## Extracted data entries

________________________________________

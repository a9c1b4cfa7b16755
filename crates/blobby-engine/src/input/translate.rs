use winit::dpi::PhysicalPosition;
use winit::event::{ElementState, MouseButton as WinitMouseButton, MouseScrollDelta, WindowEvent};
use winit::keyboard::{KeyCode, ModifiersState, PhysicalKey};
use winit::window::Window;

use super::state::InputState;
use super::types::{
    InputEvent, Key, KeyState, Modifiers, MouseButton, MouseButtonState, MouseWheelDelta,
    PointerButtonEvent, PointerMoveEvent,
};

/// Translates a winit `WindowEvent` into an engine `InputEvent`.
///
/// Returns `None` for events not represented by the input subsystem.
pub(crate) fn translate_window_event(
    window: &Window,
    state: &InputState,
    event: &WindowEvent,
) -> Option<InputEvent> {
    match event {
        WindowEvent::ModifiersChanged(m) => Some(InputEvent::ModifiersChanged(map_modifiers(m.state()))),

        WindowEvent::Focused(f) => Some(InputEvent::Focused(*f)),

        WindowEvent::CursorLeft { .. } => Some(InputEvent::PointerLeft),

        WindowEvent::CursorMoved { position, .. } => {
            let (x, y) = to_logical_f32(window, *position);
            Some(InputEvent::PointerMoved(PointerMoveEvent { x, y }))
        }

        WindowEvent::MouseInput { state: st, button, .. } => {
            let st = match st {
                ElementState::Pressed => MouseButtonState::Pressed,
                ElementState::Released => MouseButtonState::Released,
            };
            let (x, y) = state.pointer_pos.unwrap_or((0.0, 0.0));

            Some(InputEvent::PointerButton(PointerButtonEvent {
                button: map_mouse_button(*button),
                state: st,
                x,
                y,
                modifiers: state.modifiers,
            }))
        }

        WindowEvent::MouseWheel { delta, .. } => {
            let delta = match delta {
                MouseScrollDelta::LineDelta(x, y) => MouseWheelDelta::Line { x: *x, y: *y },
                MouseScrollDelta::PixelDelta(p) => {
                    let (x, y) = to_logical_f32(window, *p);
                    MouseWheelDelta::Pixel { x, y }
                }
            };
            Some(InputEvent::MouseWheel {
                delta,
                modifiers: state.modifiers,
            })
        }

        WindowEvent::KeyboardInput { event, .. } => {
            let st = match event.state {
                ElementState::Pressed => KeyState::Pressed,
                ElementState::Released => KeyState::Released,
            };

            Some(InputEvent::Key {
                key: map_key(event.physical_key),
                state: st,
                modifiers: state.modifiers,
                repeat: event.repeat,
            })
        }

        _ => None,
    }
}

fn to_logical_f32(window: &Window, pos: PhysicalPosition<f64>) -> (f32, f32) {
    let logical = pos.to_logical::<f64>(window.scale_factor());
    (logical.x as f32, logical.y as f32)
}

fn map_modifiers(m: ModifiersState) -> Modifiers {
    Modifiers {
        shift: m.shift_key(),
        ctrl: m.control_key(),
        alt: m.alt_key(),
        meta: m.super_key(),
    }
}

fn map_mouse_button(b: WinitMouseButton) -> MouseButton {
    match b {
        WinitMouseButton::Left => MouseButton::Left,
        WinitMouseButton::Right => MouseButton::Right,
        WinitMouseButton::Middle => MouseButton::Middle,
        WinitMouseButton::Back => MouseButton::Other(3),
        WinitMouseButton::Forward => MouseButton::Other(4),
        WinitMouseButton::Other(v) => MouseButton::Other(v),
    }
}

fn map_key(pk: PhysicalKey) -> Key {
    let PhysicalKey::Code(code) = pk else {
        // NativeKeyCode has no stable numeric form in winit 0.30.
        return Key::Unknown(0);
    };
    match code {
        KeyCode::Escape => Key::Escape,
        KeyCode::Enter => Key::Enter,
        KeyCode::Space => Key::Space,

        KeyCode::ArrowUp => Key::ArrowUp,
        KeyCode::ArrowDown => Key::ArrowDown,
        KeyCode::ArrowLeft => Key::ArrowLeft,
        KeyCode::ArrowRight => Key::ArrowRight,

        KeyCode::ShiftLeft | KeyCode::ShiftRight => Key::Shift,
        KeyCode::ControlLeft | KeyCode::ControlRight => Key::Control,

        KeyCode::KeyA => Key::A,
        KeyCode::KeyC => Key::C,
        KeyCode::KeyI => Key::I,
        KeyCode::KeyL => Key::L,
        KeyCode::KeyN => Key::N,
        KeyCode::KeyP => Key::P,
        KeyCode::KeyR => Key::R,
        KeyCode::KeyS => Key::S,
        KeyCode::KeyV => Key::V,

        KeyCode::F1 => Key::F1,
        KeyCode::F5 => Key::F5,

        other => Key::Unknown(other as u32),
    }
}
impl Program {
    /// Builds the program. Failures are recorded in the status, not returned,
    /// so an invalid program can still be reloaded later.
    ///
    /// Without a device only the compile and link checks run.
    pub fn build(
        name: impl Into<String>,
        spec: ProgramSpec,
        loader: &dyn SourceLoader,
        device: Option<&wgpu::Device>,
    ) -> Self {
        let mut program = Self {
            name: name.into(),
            spec,
            status: ProgramStatus::Invalid {
                error: "not built".into(),
            },
            live: None,
            locations: RefCell::new(HashMap::new()),
        };
        let _ = program.reload(loader, device);
        program
    }

    /// Recompiles every stage from source and relinks.
    ///
    /// The replacement is built completely before anything is swapped. On
    /// failure the live program is left untouched and the status turns invalid.
    pub fn reload(
        &mut self,
        loader: &dyn SourceLoader,
        device: Option<&wgpu::Device>,
    ) -> Result<(), ShaderError> {
        let built = self.compile_and_link(loader).and_then(|linked| {
            let gpu = device
                .map(|d| instantiate(d, &self.name, &linked, &self.spec.link))
                .transpose()?;
            Ok((linked, gpu))
        });
        match built {
            Ok((linked, gpu)) => {
                self.live = Some(Live { linked, gpu });
                self.status = ProgramStatus::Valid;
                self.locations.borrow_mut().clear();
                log::debug!("program `{}` linked", self.name);
                Ok(())
            }
            Err(err) => {
                log::warn!("program `{}`: {err}", self.name);
                self.status = ProgramStatus::Invalid {
                    error: err.to_string(),
                };
                Err(err)
            }
        }
    }

    fn compile_and_link(&self, loader: &dyn SourceLoader) -> Result<LinkedStages, ShaderError> {
        let stages = self
            .spec
            .stages
            .iter()
            .map(|stage| {
                let raw = loader.load(&stage.path).map_err(|source| ShaderError::Io {
                    path: stage.path.clone(),
                    source,
                })?;
                compile_stage(stage, &raw, &self.spec.defines)
            })
            .collect::<Result<Vec<CompiledStage>, _>>()?;

        link_stages(&self.name, stages)
    }

    pub fn name(&self) -> &str {
        &self.name
    }

    pub fn spec(&self) -> &ProgramSpec {
        &self.spec
    }

    pub fn status(&self) -> &ProgramStatus {
        &self.status
    }

    /// True when the most recent build succeeded.
    pub fn valid(&self) -> bool {
        self.status == ProgramStatus::Valid
    }

    /// True when some build has ever succeeded.
    pub fn has_live(&self) -> bool {
        self.live.is_some()
    }

    pub fn linked(&self) -> Option<&LinkedStages> {
        self.live.as_ref().map(|l| &l.linked)
    }

    /// Pipeline of the current build; `None` while invalid.
    pub fn pipeline(&self) -> Option<&GpuProgram> {
        if self.valid() { self.last_good() } else { None }
    }

    /// Pipeline of the most recent successful build, even if a later reload failed.
    pub fn last_good(&self) -> Option<&GpuProgram> {
        self.live.as_ref().and_then(|l| l.gpu.as_ref())
    }

    /// Binding location of a named global, cached until the next successful reload.
    pub fn location(&self, name: &str) -> Option<Location> {
        if let Some(hit) = self.locations.borrow().get(name) {
            return *hit;
        }
        let found = self.linked().and_then(|l| l.location(name));
        self.locations.borrow_mut().insert(name.to_string(), found);
        found
    }

    #[cfg(test)]
    fn cached_locations(&self) -> usize {
        self.locations.borrow().len()
    }

    /// Creates bind group 0 from whatever the table holds for this program's globals.
    pub fn bind_group(
        &self,
        device: &wgpu::Device,
        gpu: &GpuProgram,
        table: &BindTable<BindResource<'_>>,
    ) -> Result<wgpu::BindGroup, ShaderError> {
        let Some(linked) = self.linked() else {
            return Err(ShaderError::NotLinked {
                program: self.name.clone(),
            });
        };

        let mut entries = Vec::with_capacity(linked.bindings.len());
        for b in &linked.bindings {
            let resource = table.resolve(&b.name).map_err(|_| ShaderError::Unbound {
                program: self.name.clone(),
                name: b.name.clone(),
            })?;
            entries.push(wgpu::BindGroupEntry {
                binding: b.binding,
                resource: resource.binding_resource(),
            });
        }

        let scope = device.push_error_scope(wgpu::ErrorFilter::Validation);
        let group = device.create_bind_group(&wgpu::BindGroupDescriptor {
            label: Some(&format!("{} bind group", self.name)),
            layout: &gpu.bind_group_layout,
            entries: &entries,
        });
        match pollster::block_on(scope.pop()) {
            None => Ok(group),
            Some(err) => Err(device_error(&self.name, err)),
        }
    }
}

________________________________________

## Aim of the task
Above are the entries; copy every line among them that contains the word "found".

## Solution
        let found = self.linked().and_then(|l| l.location(name));
        self.locations.borrow_mut().insert(name.to_string(), found);
        found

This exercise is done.